Hence you will find all kinds of material on the Internet including all kinds
of hate speeches against all the religions, ideologies, personalities etc.
Google being an indexer of Web would naturally present such material if you go
looking for it. It's not Google's fault nor should it be its worry. After all,
you can't really blame or shoot the messenger.

In a way, Internet has had more of a leveling effect on the kind of content
and information that is available to common people in the world ( at least for
those who have some kind of access to it ).

If for any bizarre reason, Internet starts to become more censor prone, it
would loose its magical value. It is the most important invention of our
times. It's somehow better if we don't have control over it. Just sit back and
try to recollect the amazing pace with which it has changed and how
beautifully it has sustained itself. It has a evolution path of its own.

The logic inside my head says that it was correct when Google removed the
video from Libya/Egypt. But there is something in my heart that says that we
would loose the innocence of Internet we go down this path too often.

Remember how reckless, carefree and full of possibilities we were when we were
children. Then we came of age and learnt to how behave and think and do things
like Adults. On the way, we somehow became ... well, just boring.

Remember, Internet is still a child. Hope we don't force it into becoming just
another boring adult.

------
anuraj
I think they censored the video because US interest is involved. The more
Islamic world engages this video as a rallying point, the greater the security
threat to US. Free speech has its costs too.

------
ck2
In the USA there are limits to free speech.

You cannot incite a riot, that is a crime.
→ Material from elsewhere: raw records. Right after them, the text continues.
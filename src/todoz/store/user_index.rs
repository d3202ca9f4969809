use crate::model::User;
use std::collections::HashMap;
use uuid::Uuid;

/// Source of truth for user records, keyed by user id.
#[derive(Debug, Default)]
pub struct UserIndex {
    users: HashMap<Uuid, User>,
}

impl UserIndex {
    pub fn new() -> Self {
        Self::default()
    }

    /// Insert or replace the record stored under `id`.
    pub fn put(&mut self, id: Uuid, user: User) {
        self.users.insert(id, user);
    }

    pub fn get(&self, id: &Uuid) -> Option<&User> {
        self.users.get(id)
    }

    pub fn contains(&self, id: &Uuid) -> bool {
        self.users.contains_key(id)
    }

    pub fn count(&self) -> usize {
        self.users.len()
    }

}

#[cfg(test)]
mod tests {
    use super::*;

    #[test]
    fn put_overwrites_existing_record() {
        let mut index = UserIndex::new();
        let mut user = User::new("a@example.com".into(), "first-pass".into());
        let id = user.id;
        index.put(id, user.clone());

        user.password = "second-pass".into();
        index.put(id, user);

        assert_eq!(index.count(), 1);
        assert_eq!(index.get(&id).unwrap().password, "second-pass");
    }

    #[test]
    fn missing_user_is_absent() {
        let index = UserIndex::new();
        assert!(index.get(&Uuid::new_v4()).is_none());
        assert_eq!(index.count(), 0);
    }
}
These videos are inciting riots, not a theory, it's a fact (though anything
would have triggered these riots, they just wanted an excuse and it's a tiny
minority who are the most vocal).

"free speech" is an illusion in the USA, it doesn't actually exist as an
unrestricted right - if you disagree, try screaming "fire" in a packed movie
theater and see what happens to you, or do something as asinine like threaten
the president or make a joke about the TSA while waiting in line at the
airport.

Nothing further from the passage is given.